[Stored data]
//! Layered settings: defaults, then an optional TOML file, then `MEETCTL_*` env vars.

use std::path::{Path, PathBuf};

use anyhow::{Context, Result};
use config::{Config, Environment, File};
use meeting_engine::EngineConfig;
use serde::Deserialize;

const DEFAULT_CONFIG_FILE: &str = "meetctl.toml";

#[derive(Debug, Clone, Default, Deserialize)]
#[serde(default)]
pub struct Settings {
    pub engine: EngineConfig,
    pub logging: LoggingConfig,
}

#[derive(Debug, Clone, Deserialize)]
#[serde(default)]
pub struct LoggingConfig {
    /// An `EnvFilter` directive, e.g. `warn` or `meeting_engine=debug`.
    pub level: String,
}

impl Default for LoggingConfig {
    fn default() -> Self {
        Self {
            level: "warn".to_string(),
        }
    }
}

impl Settings {
    /// Load settings.
    ///
    /// An explicit `path` must exist; the default `meetctl.toml` in the working
    /// directory is optional. Environment variables such as
    /// `MEETCTL_ENGINE__UTC_OFFSET=+05:30` or `MEETCTL_LOGGING__LEVEL=debug`
    /// take precedence over the file.
    ///
    /// # Errors
    /// Returns an error if the file is missing (when given explicitly),
    /// unreadable, or does not deserialize into `Settings`.
    pub fn load(path: Option<&Path>) -> Result<Self> {
        let (file, required) = match path {
            Some(path) => (path.to_path_buf(), true),
            None => (PathBuf::from(DEFAULT_CONFIG_FILE), false),
        };

        Config::builder()
            .add_source(File::from(file.as_path()).required(required))
            .add_source(
                Environment::with_prefix("MEETCTL")
                    .prefix_separator("_")
                    .separator("__")
                    .try_parsing(true),
            )
            .build()
            .with_context(|| format!("Failed to load configuration from {}", file.display()))?
            .try_deserialize::<Settings>()
            .context("Invalid configuration")
    }
}
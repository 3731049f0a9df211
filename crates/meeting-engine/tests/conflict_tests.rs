//! Tests for conflict detection.

use chrono::{DateTime, FixedOffset, TimeZone};
use meeting_engine::{
    detect_conflicts, detect_conflicts_among, Conflict, ConflictKind, EngineError, Schedule,
};

fn at(day: u32, hour: u32, min: u32) -> DateTime<FixedOffset> {
    FixedOffset::east_opt(9 * 3600)
        .unwrap()
        .with_ymd_and_hms(2026, 3, day, hour, min, 0)
        .unwrap()
}

/// Helper to create a schedule from hour ranges on a given day.
fn schedule(
    id: &str,
    day: u32,
    start: (u32, u32),
    end: (u32, u32),
    participants: &[&str],
    room: Option<&str>,
) -> Schedule {
    let s = Schedule::new(id, at(day, start.0, start.1), at(day, end.0, end.1))
        .unwrap()
        .with_participants(participants.iter().copied());
    match room {
        Some(room) => s.with_room(room),
        None => s,
    }
}

#[test_log::test]
fn shared_participant_overlapping_thirty_minutes() {
    let existing = vec![schedule("a", 1, (9, 0), (10, 0), &["alice", "bob"], None)];
    let candidate = schedule("b", 1, (9, 30), (10, 30), &["bob", "carol"], None);

    let conflicts = detect_conflicts(&existing, &candidate);

    assert_eq!(conflicts, vec![Conflict::participant("a", "bob")]);
    assert_eq!(conflicts[0].kind, ConflictKind::Participant);
}

#[test]
fn shared_room_reported_once() {
    let existing = vec![schedule("a", 1, (9, 0), (10, 0), &[], Some("room-7"))];
    let candidate = schedule("b", 1, (9, 15), (9, 45), &[], Some("room-7"));

    let conflicts = detect_conflicts(&existing, &candidate);

    assert_eq!(conflicts, vec![Conflict::room("a", "room-7")]);
}

#[test]
fn different_rooms_do_not_conflict() {
    let existing = vec![schedule("a", 1, (9, 0), (10, 0), &[], Some("room-7"))];
    let candidate = schedule("b", 1, (9, 0), (10, 0), &[], Some("room-8"));

    assert!(detect_conflicts(&existing, &candidate).is_empty());
}

#[test]
fn missing_room_on_either_side_does_not_conflict() {
    let existing = vec![schedule("a", 1, (9, 0), (10, 0), &[], Some("room-7"))];
    let candidate = schedule("b", 1, (9, 0), (10, 0), &[], None);

    assert!(detect_conflicts(&existing, &candidate).is_empty());
}

#[test]
fn participants_precede_room_within_one_schedule() {
    let existing = vec![schedule(
        "a",
        1,
        (9, 0),
        (11, 0),
        &["dave", "bob"],
        Some("hall"),
    )];
    let candidate = schedule("b", 1, (10, 0), (12, 0), &["bob", "dave"], Some("hall"));

    let conflicts = detect_conflicts(&existing, &candidate);

    assert_eq!(
        conflicts,
        vec![
            Conflict::participant("a", "bob"),
            Conflict::participant("a", "dave"),
            Conflict::room("a", "hall"),
        ]
    );
}

#[test]
fn conflicts_follow_existing_order() {
    let existing = vec![
        schedule("z", 1, (9, 0), (10, 0), &["bob"], None),
        schedule("m", 1, (8, 0), (12, 0), &["bob"], None),
        schedule("a", 1, (13, 0), (14, 0), &["bob"], None),
    ];
    let candidate = schedule("new", 1, (9, 30), (11, 0), &["bob"], None);

    let ids: Vec<String> = detect_conflicts(&existing, &candidate)
        .into_iter()
        .map(|c| c.with_schedule_id)
        .collect();

    assert_eq!(ids, vec!["z", "m"]);
}

#[test]
fn adjacent_schedules_not_a_conflict() {
    // 09:00-10:00 and 10:00-11:00 share everything but only touch.
    let existing = vec![schedule("a", 1, (9, 0), (10, 0), &["bob"], Some("r"))];
    let candidate = schedule("b", 1, (10, 0), (11, 0), &["bob"], Some("r"));

    assert!(detect_conflicts(&existing, &candidate).is_empty());
    assert!(detect_conflicts(&[candidate], &existing[0]).is_empty());
}

#[test]
fn overlap_without_shared_resources_is_not_a_conflict() {
    let existing = vec![schedule("a", 1, (9, 0), (10, 0), &["alice"], None)];
    let candidate = schedule("b", 1, (9, 0), (10, 0), &["bob"], None);

    assert!(detect_conflicts(&existing, &candidate).is_empty());
}

#[test]
fn empty_participant_lists_emit_nothing() {
    let existing = vec![schedule("a", 1, (9, 0), (10, 0), &[], None)];
    let candidate = schedule("b", 1, (9, 0), (10, 0), &["bob"], None);

    assert!(detect_conflicts(&existing, &candidate).is_empty());
}

#[test]
fn empty_existing_list_no_conflicts() {
    let candidate = schedule("b", 1, (9, 0), (10, 0), &["bob"], None);
    let conflicts = detect_conflicts(&[], &candidate);
    assert!(conflicts.is_empty());
    assert_eq!(conflicts.capacity(), 0, "no allocation for an empty result");
}

#[test]
fn stored_copy_of_candidate_is_ignored() {
    let existing = vec![schedule("a", 1, (9, 0), (10, 0), &["bob"], Some("r"))];
    let updated = schedule("a", 1, (9, 30), (10, 30), &["bob"], Some("r"));

    assert!(detect_conflicts(&existing, &updated).is_empty());
}

#[test]
fn schedule_rejects_inverted_interval() {
    let err = Schedule::new("x", at(1, 10, 0), at(1, 9, 0)).unwrap_err();
    assert_eq!(err, EngineError::InvalidInterval);
}

// ---------------------------------------------------------------------------
// All-pairs variant
// ---------------------------------------------------------------------------

#[test]
fn all_pairs_reports_each_pair_once() {
    let schedules = vec![
        schedule("a", 1, (9, 0), (10, 0), &["bob"], None),
        schedule("b", 1, (9, 30), (10, 30), &["bob"], Some("r1")),
        schedule("c", 1, (10, 0), (11, 0), &["carol"], Some("r1")),
    ];

    let warnings = detect_conflicts_among(&schedules);

    assert_eq!(warnings.len(), 2);
    assert_eq!(warnings[0].schedule_id, "a");
    assert_eq!(warnings[0].conflict, Conflict::participant("b", "bob"));
    assert_eq!(warnings[1].schedule_id, "b");
    assert_eq!(warnings[1].conflict, Conflict::room("c", "r1"));
}

#[test]
fn all_pairs_skips_self_pairs() {
    let one = schedule("a", 1, (9, 0), (10, 0), &["bob"], Some("r"));
    let warnings = detect_conflicts_among(&[one.clone(), one]);
    assert!(warnings.is_empty());
}

#[test]
fn all_pairs_on_empty_list() {
    assert!(detect_conflicts_among(&[]).is_empty());
}

#[test]
fn conflict_serializes_with_type_tag() {
    let json = serde_json::to_value(Conflict::participant("a", "bob")).unwrap();
    assert_eq!(
        json,
        serde_json::json!({"with_schedule_id": "a", "type": "participant", "participant_id": "bob"})
    );
}
//! `meetctl`: run the meeting engine against JSON documents from the command line.
//!
//! ## Usage
//!
//! ```sh
//! # Expand a recurrence rule (stdin → stdout)
//! meetctl expand < expand.json
//!
//! # Check a candidate schedule against existing ones
//! meetctl conflicts -i conflicts.json -o warnings.json
//!
//! # All-pairs warnings inside a schedule list
//! meetctl audit -i schedules.json
//!
//! # Week window containing an instant, in UTC+9
//! meetctl period --kind week --at 2024-04-03T15:30:00+09:00
//!
//! # Import an RRULE
//! meetctl rrule --id r1 --owner s1 --starts-on 2024-03-04T09:00:00+09:00 \
//!     "FREQ=WEEKLY;BYDAY=MO,WE,FR;UNTIL=20240318T000000Z"
//! ```

mod settings;

use std::fs;
use std::io::{self, Write};
use std::path::{Path, PathBuf};

use anyhow::{Context, Result};
use chrono::{DateTime, FixedOffset};
use clap::{Parser, Subcommand};
use meeting_engine::config::parse_utc_offset;
use meeting_engine::{
    detect_conflicts, detect_conflicts_among, generate_occurrences, period_range,
    ExpansionOptions, PeriodKind, RecurrenceRule, Schedule,
};
use serde::de::DeserializeOwned;
use serde::{Deserialize, Serialize};
use tracing_subscriber::EnvFilter;

use crate::settings::Settings;

#[derive(Parser)]
#[command(
    name = "meetctl",
    version,
    about = "Recurrence expansion and conflict detection for meeting schedules"
)]
struct Cli {
    #[command(subcommand)]
    command: Commands,

    /// Configuration file (defaults to ./meetctl.toml when present)
    #[arg(long, global = true)]
    config: Option<PathBuf>,

    /// UTC offset for calendar math, e.g. "+09:00" (overrides configuration)
    #[arg(long, global = true, value_parser = parse_utc_offset)]
    utc_offset: Option<FixedOffset>,
}

#[derive(Subcommand)]
enum Commands {
    /// Expand a recurrence rule into occurrences
    Expand {
        /// Input JSON file (reads from stdin if omitted)
        #[arg(short, long)]
        input: Option<PathBuf>,
        /// Output file (writes to stdout if omitted)
        #[arg(short, long)]
        output: Option<PathBuf>,
    },
    /// Detect conflicts between a candidate and existing schedules
    Conflicts {
        /// Input JSON file (reads from stdin if omitted)
        #[arg(short, long)]
        input: Option<PathBuf>,
        /// Output file (writes to stdout if omitted)
        #[arg(short, long)]
        output: Option<PathBuf>,
    },
    /// Report conflicts between every pair in a schedule list
    Audit {
        /// Input JSON file (reads from stdin if omitted)
        #[arg(short, long)]
        input: Option<PathBuf>,
        /// Output file (writes to stdout if omitted)
        #[arg(short, long)]
        output: Option<PathBuf>,
    },
    /// Print the day/week/month window containing an instant
    Period {
        /// Period granularity: day, week or month
        #[arg(long)]
        kind: PeriodKind,
        /// Reference instant (RFC 3339)
        #[arg(long)]
        at: DateTime<FixedOffset>,
    },
    /// Import an RFC 5545 RRULE into a recurrence rule
    Rrule {
        /// Rule id
        #[arg(long)]
        id: String,
        /// Owning schedule id
        #[arg(long)]
        owner: String,
        /// First instant the rule applies from (RFC 3339)
        #[arg(long)]
        starts_on: DateTime<FixedOffset>,
        /// The RRULE value, e.g. "FREQ=WEEKLY;BYDAY=MO;UNTIL=20240401T000000Z"
        rule: String,
    },
}

/// Input document for `expand`.
#[derive(Deserialize)]
struct ExpandRequest {
    rule: RecurrenceRule,
    base_start: DateTime<FixedOffset>,
    base_end: DateTime<FixedOffset>,
    #[serde(flatten)]
    options: ExpansionOptions,
}

/// Input document for `conflicts`.
#[derive(Deserialize)]
struct ConflictRequest {
    #[serde(default)]
    existing: Vec<Schedule>,
    candidate: Schedule,
}

fn main() -> Result<()> {
    let cli = Cli::parse();

    let mut settings = Settings::load(cli.config.as_deref())?;
    if let Some(offset) = cli.utc_offset {
        settings.engine.utc_offset = offset;
    }
    init_tracing(&settings.logging.level);

    let zone = settings.engine.utc_offset;
    tracing::debug!(%zone, "resolved engine settings");

    match cli.command {
        Commands::Expand { input, output } => {
            let request: ExpandRequest = read_json(input.as_deref())?;
            let occurrences = generate_occurrences(
                &request.rule,
                request.base_start,
                request.base_end,
                &request.options,
                zone,
            )
            .context("Failed to expand recurrence rule")?;
            write_json(output.as_deref(), &occurrences)?;
        }
        Commands::Conflicts { input, output } => {
            let request: ConflictRequest = read_json(input.as_deref())?;
            let conflicts = detect_conflicts(&request.existing, &request.candidate);
            write_json(output.as_deref(), &conflicts)?;
        }
        Commands::Audit { input, output } => {
            let schedules: Vec<Schedule> = read_json(input.as_deref())?;
            let warnings = detect_conflicts_among(&schedules);
            write_json(output.as_deref(), &warnings)?;
        }
        Commands::Period { kind, at } => {
            let window = period_range(kind, &at, zone).context("Failed to compute period")?;
            write_json(None, &window)?;
        }
        Commands::Rrule {
            id,
            owner,
            starts_on,
            rule,
        } => {
            let imported = RecurrenceRule::from_rrule(id, owner, &rule, starts_on)
                .context("Failed to import RRULE")?;
            write_json(None, &imported)?;
        }
    }

    Ok(())
}

/// Logs go to stderr so stdout stays machine-readable. `RUST_LOG` wins over `level`.
fn init_tracing(level: &str) {
    let filter = EnvFilter::try_from_default_env().unwrap_or_else(|_| EnvFilter::new(level));
    tracing_subscriber::fmt()
        .with_env_filter(filter)
        .with_writer(io::stderr)
        .init();
}

fn read_json<T: DeserializeOwned>(path: Option<&Path>) -> Result<T> {
    let raw = match path {
        Some(path) => fs::read_to_string(path)
            .with_context(|| format!("Failed to read file: {}", path.display()))?,
        None => io::read_to_string(io::stdin().lock()).context("Failed to read from stdin")?,
    };
    serde_json::from_str(&raw).context("Failed to parse input JSON")
}

/// Pretty JSON with a trailing newline, to `path` or stdout.
fn write_json<T: Serialize>(path: Option<&Path>, value: &T) -> Result<()> {
    let mut rendered = serde_json::to_string_pretty(value).context("Failed to serialize output")?;
    rendered.push('\n');
    match path {
        Some(path) => fs::write(path, rendered)
            .with_context(|| format!("Failed to write file: {}", path.display())),
        None => io::stdout()
            .lock()
            .write_all(rendered.as_bytes())
            .context("Failed to write to stdout"),
    }
}
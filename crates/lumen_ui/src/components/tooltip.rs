//! Tooltip
//!
//! Wraps a child and shows a label beside it while the pointer hovers it or
//! it holds focus. Escape dismisses the label.

use std::sync::Arc;

use lumen_core::{el, event_types, px, Element, KeyCode};
use lumen_theme::TextVariant;

use super::shared::{self, class, modifier, part};
use crate::context::{BuildContext, Child, ElementBuilder};
use crate::hooks::use_controlled;

#[derive(Clone, Copy, Debug, Default, PartialEq, Eq)]
pub enum Placement {
    Top,
    #[default]
    Bottom,
    Left,
    Right,
}

impl Placement {
    pub fn as_str(self) -> &'static str {
        match self {
            Placement::Top => "top",
            Placement::Bottom => "bottom",
            Placement::Left => "left",
            Placement::Right => "right",
        }
    }

    /// Position declarations for the label relative to the anchor
    fn position(self, offset: f32) -> [(&'static str, String); 3] {
        let gap = format!("calc(100% + {})", px(offset));
        match self {
            Placement::Top => [
                ("bottom", gap),
                ("left", "50%".into()),
                ("transform", "translateX(-50%)".into()),
            ],
            Placement::Bottom => [
                ("top", gap),
                ("left", "50%".into()),
                ("transform", "translateX(-50%)".into()),
            ],
            Placement::Left => [
                ("right", gap),
                ("top", "50%".into()),
                ("transform", "translateY(-50%)".into()),
            ],
            Placement::Right => [
                ("left", gap),
                ("top", "50%".into()),
                ("transform", "translateY(-50%)".into()),
            ],
        }
    }
}

type OpenHandler = Arc<dyn Fn(bool) + Send + Sync>;

#[derive(Clone)]
pub struct Tooltip {
    id: String,
    title: String,
    child: Option<Child>,
    placement: Placement,
    arrow: bool,
    open: Option<bool>,
    disable_hover: bool,
    disable_focus: bool,
    on_open_change: Option<OpenHandler>,
}

impl Tooltip {
    /// `id` names the label element and keys the open state
    pub fn new(id: impl Into<String>, title: impl Into<String>) -> Self {
        Self {
            id: id.into(),
            title: title.into(),
            child: None,
            placement: Placement::default(),
            arrow: false,
            open: None,
            disable_hover: false,
            disable_focus: false,
            on_open_change: None,
        }
    }

    pub fn child(mut self, child: impl Into<Child>) -> Self {
        self.child = Some(child.into());
        self
    }

    pub fn placement(mut self, placement: Placement) -> Self {
        self.placement = placement;
        self
    }

    pub fn arrow(mut self, arrow: bool) -> Self {
        self.arrow = arrow;
        self
    }

    /// Controlled open state
    pub fn open(mut self, open: bool) -> Self {
        self.open = Some(open);
        self
    }

    pub fn disable_hover_listener(mut self, disable: bool) -> Self {
        self.disable_hover = disable;
        self
    }

    pub fn disable_focus_listener(mut self, disable: bool) -> Self {
        self.disable_focus = disable;
        self
    }

    pub fn on_open_change<F>(mut self, handler: F) -> Self
    where
        F: Fn(bool) + Send + Sync + 'static,
    {
        self.on_open_change = Some(Arc::new(handler));
        self
    }

    fn label_id(&self) -> String {
        format!("{}-tooltip", self.id)
    }
}

impl ElementBuilder for Tooltip {
    fn build(&self, cx: &BuildContext) -> Element {
        let theme = cx.theme();
        let open = use_controlled(cx, &format!("tooltip:{}", self.id), self.open, false);
        let is_open = open.get() && !self.title.is_empty();
        let background = shared::color(&theme, "grey.700").with_alpha(0.92);

        let set_open = {
            let open = open.clone();
            let on_open_change = self.on_open_change.clone();
            move |value: bool| {
                if open.get() == value {
                    return;
                }
                open.set(value);
                if let Some(on_open_change) = &on_open_change {
                    on_open_change(value);
                }
            }
        };

        let mut root = el("span")
            .class(class("tooltip"))
            .class(modifier("tooltip", self.placement.as_str()))
            .class_if(modifier("tooltip", "open"), is_open)
            .style("position", "relative")
            .style("display", "inline-flex")
            .when(is_open, |e| e.attr("aria-describedby", self.label_id()))
            .child_opt(self.child.as_ref().map(|child| child.build(cx)));

        if !self.disable_hover {
            let (enter, leave) = (set_open.clone(), set_open.clone());
            root = root
                .on(event_types::POINTER_ENTER, move |_| enter(true))
                .on(event_types::POINTER_LEAVE, move |_| leave(false));
        }
        if !self.disable_focus {
            let (focus, blur) = (set_open.clone(), set_open.clone());
            root = root
                .on(event_types::FOCUS, move |_| focus(true))
                .on(event_types::BLUR, move |_| blur(false));
        }
        root = root.on(event_types::KEY_DOWN, move |event| {
            if matches!(event.key(), Some((KeyCode::ESCAPE, _))) {
                set_open(false);
            }
        });

        if !is_open {
            return root;
        }

        let offset = if self.arrow { 14.0 } else { 8.0 };
        let mut label = el("div")
            .class(part("tooltip", "popper"))
            .attr("id", self.label_id())
            .attr("role", "tooltip")
            .styles(&shared::text_style(&theme, TextVariant::Caption))
            .style("position", "absolute")
            .style("z-index", shared::z_index(&theme, "tooltip").to_string())
            .style("max-width", "300px")
            .style("padding", "4px 8px")
            .style("border-radius", px(shared::radius(&theme, "sm")))
            .style("background-color", background.to_css())
            .style("color", "#ffffff")
            .style("font-weight", "500")
            .style("white-space", "nowrap")
            .style("pointer-events", "none");
        for (property, value) in self.placement.position(offset) {
            label = label.style(property, value);
        }
        if self.arrow {
            let edge = self.placement.as_str();
            label = label.child(
                el("span")
                    .class(part("tooltip", "arrow"))
                    .style("position", "absolute")
                    .style(edge, "100%")
                    .style("width", "0")
                    .style("height", "0")
                    .style("border", "6px solid transparent")
                    .style(format!("border-{edge}-color"), background.to_css()),
            );
        }
        root.child(label.child(self.title.as_str()))
    }
}

pub fn tooltip(id: impl Into<String>, title: impl Into<String>) -> Tooltip {
    Tooltip::new(id, title)
}

#[cfg(test)]
mod tests {
    use super::*;
    use lumen_core::{Event, Modifiers};
    use lumen_theme::Theme;

    fn cx() -> BuildContext {
        BuildContext::new().with_theme(Theme::light())
    }

    #[test]
    fn test_opens_on_hover_and_closes_on_leave() {
        let cx = cx();
        let tip = tooltip("save", "Save file").child("Save");
        assert!(tip.build(&cx).find_by_attr("role", "tooltip").is_none());

        tip.build(&cx).dispatch(&Event::pointer_enter());
        let el = tip.build(&cx);
        let label = el.find_by_attr("role", "tooltip").unwrap();
        assert_eq!(label.get_attr("id"), Some("save-tooltip"));
        assert_eq!(el.get_attr("aria-describedby"), Some("save-tooltip"));
        assert_eq!(label.style_value("z-index"), Some("1600"));

        el.dispatch(&Event::pointer_leave());
        assert!(tip.build(&cx).find_by_attr("role", "tooltip").is_none());
    }

    #[test]
    fn test_focus_and_escape() {
        let cx = cx();
        let tip = tooltip("help", "Help").placement(Placement::Top);
        tip.build(&cx).dispatch(&Event::focus());
        let el = tip.build(&cx);
        assert!(el.has_class("lumen-tooltip--open"));
        let label = el.find_by_attr("role", "tooltip").unwrap();
        assert_eq!(label.style_value("bottom"), Some("calc(100% + 8px)"));

        el.dispatch(&Event::key_down(KeyCode::ESCAPE, Modifiers::NONE));
        assert!(!tip.build(&cx).has_class("lumen-tooltip--open"));
    }

    #[test]
    fn test_hover_listener_disabled() {
        let el = tooltip("x", "X").disable_hover_listener(true).build(&cx());
        assert!(!el.dispatch(&Event::pointer_enter()));
    }

    #[test]
    fn test_empty_title_never_shows() {
        let el = tooltip("x", "").open(true).build(&cx());
        assert!(el.find_by_attr("role", "tooltip").is_none());
    }
}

### Problem:
Write down again the exact lines running from the beginning of the data to the line containing "const DEFAULT_CONFIG_FILE: &str", with both ends included.

### Result for this task:
//! Layered settings: defaults, then an optional TOML file, then `MEETCTL_*` env vars.

use std::path::{Path, PathBuf};

use anyhow::{Context, Result};
use config::{Config, Environment, File};
use meeting_engine::EngineConfig;
use serde::Deserialize;

const DEFAULT_CONFIG_FILE: &str = "meetctl.toml";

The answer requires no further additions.